Aim of the task>
In the entries that follow, find the line containing "pub fn new(total: usize, quiet: bool)", then output exactly every line from the first through that one.

(Saved entries)

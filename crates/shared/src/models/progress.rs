use kdam::{Bar, BarExt, tqdm};

/// Records-scanned progress bar shown while a table is being read
pub struct ProgressIndicator {
    bar: Option<Bar>,
    current: usize,
    total: usize,
}

impl ProgressIndicator {
    pub fn new(total: usize, quiet: bool) -> Self {
        let bar = if quiet {
            None
        } else {
            Some(tqdm!(total = total, desc = "Scanning records"))
        };
        Self {
            bar,
            current: 0,
            total,
        }
    }

    pub fn increment(&mut self) {
        self.current += 1;
        if let Some(bar) = self.bar.as_mut() {
            if let Err(e) = bar.update(1) {
                log::debug!("Progress bar update failed: {}", e);
            }
        }
    }

    pub fn current(&self) -> usize {
        self.current
    }

    pub fn finish(&mut self) {
        if let Some(bar) = self.bar.as_mut() {
            if let Err(e) = bar.refresh() {
                log::debug!("Progress bar refresh failed: {}", e);
            }
            eprintln!();
        }
        log::debug!("Scanned {}/{} records", self.current, self.total);
    }
}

Solved exercise>
filename crates/shared/src/models/progress.rs
use kdam::{Bar, BarExt, tqdm};

/// Records-scanned progress bar shown while a table is being read
pub struct ProgressIndicator {
    bar: Option<Bar>,
    current: usize,
    total: usize,
}

impl ProgressIndicator {
    pub fn new(total: usize, quiet: bool) -> Self {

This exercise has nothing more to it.